The media can get into trouble if it dares to shove gay sexuality down people’s throats. Last year, when the sci-fi series Torchwood showed scenes of Captain Jack Harkness in bed with another man, there were over 500 complaints to the BBC (the ‘story’ was covered by an especially pearl-clutching and sweaty Daily Mail who excitedly described the scene: ‘The men share a passionate kiss and the camera cuts to them cavorting in bed’). Typical complaints included “I am sure both myself and others are disgusted at last night’s show. Leave the gay scenes for the programmes more suited – not sci-fi.” And “The homosexual content is totally out of proportion and so we have decided not to watch any more.” The sex scenes occurred after the 9pm watershed and were fairly tame (no full frontal nudity). One fragile complainer described the scene as ‘gay porn’ (their definition of porn suggested they’d stepped out of a time machine located in the 1950s). Ironically, the same episode featured scenes of Captain Jack being violently killed again and again (he can’t die), yet nobody seemed to be too upset by that. Men kissing = disgusting. Men killing each other = fine.

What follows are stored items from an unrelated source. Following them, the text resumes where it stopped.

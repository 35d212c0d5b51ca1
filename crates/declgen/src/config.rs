//! Configuration for declgen.
//!
//! Loaded from `declgen.toml` (or the path given with `--config`). Every
//! section is optional; relative paths resolve against the directory that
//! holds the file.
//!
//! Example declgen.toml:
//! ```toml
//! [source]
//! url = "https://example.com/schema.json"
//!
//! [output]
//! path = "index.d.ts"
//! type_name = "Configuration"
//!
//! [publish]
//! command = ["npm", "publish", "--access", "public"]
//! ```

use declgen_syntax::FormatOptions;
use serde::Deserialize;
use std::path::{Path, PathBuf};

/// Default config file name, looked up in the working directory.
pub const CONFIG_FILE: &str = "declgen.toml";

/// Where the schema comes from.
#[derive(Debug, Clone, Deserialize, Default)]
#[serde(default)]
pub struct SourceConfig {
    /// `http(s)://` URL, `file://` URL, or filesystem path.
    pub url: Option<String>,
}

/// Generated declaration module settings.
#[derive(Debug, Clone, Deserialize)]
#[serde(default)]
pub struct OutputConfig {
    pub path: PathBuf,
    /// Name of the root declaration.
    pub type_name: String,
    /// Banner comment text; an empty string omits the banner.
    pub banner: Option<String>,
    /// Give open objects a `[k: string]: unknown` signature before rewriting.
    pub additional_properties: bool,
}

impl Default for OutputConfig {
    fn default() -> Self {
        Self {
            path: PathBuf::from("index.d.ts"),
            type_name: "Configuration".to_string(),
            banner: None,
            additional_properties: true,
        }
    }
}

/// Persisted run state.
#[derive(Debug, Clone, Deserialize)]
#[serde(default)]
pub struct StateConfig {
    /// File holding the fingerprint of the last schema that was generated.
    pub fingerprint: PathBuf,
}

impl Default for StateConfig {
    fn default() -> Self {
        Self {
            fingerprint: PathBuf::from(".declgen/fingerprint"),
        }
    }
}

/// Post-generation publish step.
#[derive(Debug, Clone, Deserialize)]
#[serde(default)]
pub struct PublishConfig {
    /// Program and arguments; empty disables publishing.
    pub command: Vec<String>,
    /// Working directory for `command`.
    pub dir: PathBuf,
}

impl Default for PublishConfig {
    fn default() -> Self {
        Self {
            command: Vec::new(),
            dir: PathBuf::from("."),
        }
    }
}

/// Root configuration structure.
#[derive(Debug, Clone, Deserialize, Default)]
#[serde(default)]
pub struct Config {
    pub source: SourceConfig,
    pub output: OutputConfig,
    pub state: StateConfig,
    pub format: FormatOptions,
    pub publish: PublishConfig,
    /// Directory relative paths resolve against.
    #[serde(skip)]
    pub root: PathBuf,
}

#[derive(Debug, thiserror::Error)]
pub enum ConfigError {
    #[error("failed to read {path}")]
    Io {
        path: PathBuf,
        #[source]
        source: std::io::Error,
    },
    #[error("invalid config {path}")]
    Parse {
        path: PathBuf,
        #[source]
        source: toml::de::Error,
    },
}

impl Config {
    /// Load configuration from a file.
    ///
    /// A missing file yields the defaults, rooted at the file's directory.
    pub fn load(path: &Path) -> Result<Self, ConfigError> {
        let root = path
            .parent()
            .map(Path::to_path_buf)
            .unwrap_or_default();

        let content = match std::fs::read_to_string(path) {
            Ok(content) => content,
            Err(e) if e.kind() == std::io::ErrorKind::NotFound => {
                tracing::debug!(path = %path.display(), "no config file, using defaults");
                return Ok(Self {
                    root,
                    ..Self::default()
                });
            }
            Err(source) => {
                return Err(ConfigError::Io {
                    path: path.to_path_buf(),
                    source,
                });
            }
        };

        let mut config: Self = toml::from_str(&content).map_err(|source| ConfigError::Parse {
            path: path.to_path_buf(),
            source,
        })?;
        config.root = root;
        Ok(config)
    }

    fn resolve(&self, path: &Path) -> PathBuf {
        if path.is_absolute() {
            path.to_path_buf()
        } else {
            self.root.join(path)
        }
    }

    pub fn output_path(&self) -> PathBuf {
        self.resolve(&self.output.path)
    }

    pub fn fingerprint_path(&self) -> PathBuf {
        self.resolve(&self.state.fingerprint)
    }

    pub fn publish_dir(&self) -> PathBuf {
        self.resolve(&self.publish.dir)
    }

    /// The schema location, with relative filesystem paths resolved.
    pub fn source(&self) -> Option<String> {
        let url = self.source.url.as_deref()?;
        if url.contains("://") {
            return Some(url.to_string());
        }
        Some(self.resolve(Path::new(url)).to_string_lossy().into_owned())
    }

    /// Banner for compiled output; `None` means no banner.
    pub fn banner(&self) -> Option<String> {
        match self.output.banner.as_deref() {
            None => Some(declgen_typegen::DEFAULT_BANNER.to_string()),
            Some("") => None,
            Some(text) => Some(text.to_string()),
        }
    }
}

#[cfg(test)]
mod tests {
    use super::*;
    use std::io::Write;
    use tempfile::TempDir;

    #[test]
    fn test_missing_file_gives_defaults() {
        let dir = TempDir::new().unwrap();
        let config = Config::load(&dir.path().join(CONFIG_FILE)).unwrap();
        assert_eq!(config.source.url, None);
        assert_eq!(config.output.type_name, "Configuration");
        assert!(config.output.additional_properties);
        assert_eq!(config.format, FormatOptions::default());
        assert_eq!(config.output_path(), dir.path().join("index.d.ts"));
        assert_eq!(
            config.fingerprint_path(),
            dir.path().join(".declgen/fingerprint")
        );
    }

    #[test]
    fn test_partial_config() {
        let dir = TempDir::new().unwrap();
        let path = dir.path().join(CONFIG_FILE);
        let mut file = std::fs::File::create(&path).unwrap();
        writeln!(
            file,
            r#"
[source]
url = "schema.json"

[output]
path = "types/index.d.ts"
type_name = "Linter"
banner = ""

[format]
use_tabs = true

[publish]
command = ["npm", "publish"]
dir = "types"
"#
        )
        .unwrap();

        let config = Config::load(&path).unwrap();
        assert_eq!(
            config.source(),
            Some(dir.path().join("schema.json").to_string_lossy().into_owned())
        );
        assert_eq!(config.output.type_name, "Linter");
        assert_eq!(config.output_path(), dir.path().join("types/index.d.ts"));
        assert_eq!(config.banner(), None);
        assert!(config.format.use_tabs);
        assert_eq!(config.format.indent_width, 2);
        assert_eq!(config.publish.command, ["npm", "publish"]);
        assert_eq!(config.publish_dir(), dir.path().join("types"));
    }

    #[test]
    fn test_urls_are_not_resolved() {
        let config = Config {
            source: SourceConfig {
                url: Some("https://example.com/schema.json".into()),
            },
            root: PathBuf::from("/project"),
            ..Config::default()
        };
        assert_eq!(
            config.source().as_deref(),
            Some("https://example.com/schema.json")
        );
        assert_eq!(
            config.banner().as_deref(),
            Some(declgen_typegen::DEFAULT_BANNER)
        );
    }

    #[test]
    fn test_malformed_config_is_an_error() {
        let dir = TempDir::new().unwrap();
        let path = dir.path().join(CONFIG_FILE);
        std::fs::write(&path, "[output\npath = 3").unwrap();
        assert!(matches!(
            Config::load(&path),
            Err(ConfigError::Parse { .. })
        ));
    }
}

I sometimes wonder about all of the times that I’ve had heterosexual sex waggled about under my nose by the media, how it’s so pervasive that it barely registers, and how frequently it’s just there for titillation value. In most cases, the cameras could just as easily imply the sex by cutting tastefully from the bed to curtains blowing in the wind, then show the next morning. Unless it really is porn, seeing the sex itself is rarely essential to the viewing experience.
Thankfully though, I think ‘don’t shove it in my face’ is one of those statements that’s going out of fashion. Five hundred complaints in a country of 60 million is hardly big news. And one of the better aspects of living on this cramped, damp little island is that generally people learn to rub along with each other. Even if that means rubbing their filthy sex lives in each other’s faces every now and then.